Hupareel: Genesis of An Hybrid City Combining Paris, Shanghai and Montreal
Principles
This alternate reality game aims at developing interactions between players in Paris, Shanghai and Montreal. These three cities are combined to form a fourth city called ‘Hupareel’ which is real, virtual, as well as fictional. On this representation of planet earth, we calculated the equidistant point between these three cities: a neutral and theoretical area to superimpose or combine the location data of the 3 cities. Unexpectedly, this area is not located in the middle of the ocean in some neutral space, but on the island of Longyearbyen, an inhabited land now home to the Svalbard Global Seed Vault! This place was considered as a possibility in the genesis of scenarios combining these three territories. Below are the first sketches made in Shanghai to superimpose the maps: a superimposition of the three cities.
In picture 3 is a direct superimposition of the 3 maps of the 3 cities and places that could be potential meeting points. Not easily readable and usable, it has been simplified in this second example with a jigsaw map that constitutes the base for a first game scenario. This second map includes related areas, unknown areas, as well as a prohibited or controlled area. In the third example, the map is more realistic. There are 3 districts associated with the 3 cities (The Old Town of Montreal, the Bund in Shanghai and Bercy in Paris). Finally, the definition of 8 similar places in the 3 districts (train stations, post offices, docks, parks, banks, museums, cafes, hospitals) are used to define common points of interest to allow players to progress.
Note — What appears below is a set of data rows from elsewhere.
//! Platform-agnostic application bootstrap for rbx-wizard.
//!
//! Provides `AppConfig` (environment configuration), `AppState` (service container),
//! `AppStateBuilder` (adapter injection) and `init_logging`.

pub mod adapters;
pub mod config;
pub mod logging;

pub use config::AppConfig;
pub use logging::init_logging;

use std::sync::Arc;

use rbx_wizard_api::{
    ApiClient, ClientConfig, CodeTemplatesApi, CodeTemplatesService, LlmService, ReviewApi,
    StatementsApi, StatementsService,
};
use rbx_wizard_core::error::{CoreError, CoreResult};
use rbx_wizard_core::services::{
    ColumnRegistry, DocumentHub, EditorService, RemoteResources, ReviewService, ServiceContext,
    StatementService, Workbench,
};
use rbx_wizard_core::traits::StateStorage;
use rbx_wizard_core::types::WorkbenchSettings;

use crate::adapters::JsonFileStateStorage;

/// Platform-agnostic application state.
///
/// Holds the `ServiceContext` and every workbench service. Every frontend
/// constructs this once at startup via `AppStateBuilder`.
pub struct AppState {
    /// Service context (backend clients, storage, settings)
    pub ctx: Arc<ServiceContext>,
    /// Column registry
    pub registry: Arc<ColumnRegistry>,
    /// Backend read caches
    pub resources: Arc<RemoteResources>,
    /// Shared editable documents
    pub documents: Arc<DocumentHub>,
    /// Statement viewer service
    pub statement_service: StatementService,
    /// Code editor service
    pub editor_service: EditorService,
    /// Assistant / review service
    pub review_service: ReviewService,
}

impl AppState {
    /// Build the state for `config`: HTTP backend services and file-backed storage.
    pub async fn from_config(config: &AppConfig) -> CoreResult<Self> {
        AppStateBuilder::from_config(config).build().await
    }

    /// Prefetch the statement list and the model list.
    ///
    /// Failures are not fatal; the caches report them as unavailable.
    pub async fn warm_up(&self) {
        let (statements, models) = tokio::join!(
            self.resources.statements(),
            self.review_service.available_models(),
        );
        log::info!(
            "Workbench ready: {} statements, {} models",
            statements.len(),
            models.len()
        );
    }
}

/// Builder for constructing `AppState` with platform-specific adapters.
///
/// # Required adapters
/// - `storage`: where the column layout is persisted
///
/// # Optional
/// - `statements_api` / `templates_api` / `review_api`: default to the HTTP services
///   over `client_config`
pub struct AppStateBuilder {
    client_config: ClientConfig,
    settings: WorkbenchSettings,
    storage: Option<Arc<dyn StateStorage>>,
    statements_api: Option<Arc<dyn StatementsApi>>,
    templates_api: Option<Arc<dyn CodeTemplatesApi>>,
    review_api: Option<Arc<dyn ReviewApi>>,
}

impl AppStateBuilder {
    #[must_use]
    pub fn new() -> Self {
        Self {
            client_config: ClientConfig::default(),
            settings: WorkbenchSettings::default(),
            storage: None,
            statements_api: None,
            templates_api: None,
            review_api: None,
        }
    }

    /// Builder preloaded with `config`, persisting to `config.state_dir`.
    #[must_use]
    pub fn from_config(config: &AppConfig) -> Self {
        Self::new()
            .client_config(config.client.clone())
            .settings(config.settings.clone())
            .storage(Arc::new(JsonFileStateStorage::new(config.state_dir.clone())))
    }

    #[must_use]
    pub fn client_config(mut self, config: ClientConfig) -> Self {
        self.client_config = config;
        self
    }

    #[must_use]
    pub fn settings(mut self, settings: WorkbenchSettings) -> Self {
        self.settings = settings;
        self
    }

    #[must_use]
    pub fn storage(mut self, storage: Arc<dyn StateStorage>) -> Self {
        self.storage = Some(storage);
        self
    }

    #[must_use]
    pub fn statements_api(mut self, api: Arc<dyn StatementsApi>) -> Self {
        self.statements_api = Some(api);
        self
    }

    #[must_use]
    pub fn templates_api(mut self, api: Arc<dyn CodeTemplatesApi>) -> Self {
        self.templates_api = Some(api);
        self
    }

    #[must_use]
    pub fn review_api(mut self, api: Arc<dyn ReviewApi>) -> Self {
        self.review_api = Some(api);
        self
    }

    /// Build the `AppState`, hydrating the column registry from storage.
    ///
    /// # Errors
    /// Returns `CoreError::ValidationError` if required adapters are missing.
    pub async fn build(self) -> CoreResult<AppState> {
        let storage = self
            .storage
            .ok_or_else(|| CoreError::ValidationError("storage is required".to_string()))?;

        let client = ApiClient::new(self.client_config);
        let statements_api = self
            .statements_api
            .unwrap_or_else(|| Arc::new(StatementsService::new(client.clone())));
        let templates_api = self
            .templates_api
            .unwrap_or_else(|| Arc::new(CodeTemplatesService::new(client.clone())));
        let review_api = self
            .review_api
            .unwrap_or_else(|| Arc::new(LlmService::new(client.clone())));
        log::info!("Backend at {}", client.base_url());

        let ctx = Arc::new(ServiceContext::new(
            statements_api,
            templates_api,
            review_api,
            storage,
            self.settings,
        ));

        let Workbench {
            ctx,
            registry,
            resources,
            documents,
            statements,
            editors,
            review,
        } = Workbench::load(ctx).await;

        Ok(AppState {
            ctx,
            registry,
            resources,
            documents,
            statement_service: statements,
            editor_service: editors,
            review_service: review,
        })
    }
}

impl Default for AppStateBuilder {
    fn default() -> Self {
        Self::new()
    }
}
In the last map, the location of these 8 places on each map allows their contours to be redefined. The 3 redesigned districts are then superimposed.
Scenarios
The city of Hupareel is fully privatized: territories, travel and biological functions. One must reach a prohibited controlled area. To do this, one must discover the map of Hupareel. It takes the form of a jigsaw puzzle that must be assembled. To do so, players must physically visit each point of interest in the 3 districts. Then they have access to pathways between the 3 districts that will allow them to reach the Hupareel controlled area. A collaborative device allows players located in the 3 districts (or 2 in the example provided) to assemble the pieces of the puzzle. The competition requires several groups of players located in the 3 (or 2) cities to reconstruct as quickly as possible the map of Hupareel. A simplified scenario is shown here. It is restricted to 2 districts for several pairs of players who must put together the map of Hupareel. Here, the scenarization therefore takes the form of a ‘spatial script.’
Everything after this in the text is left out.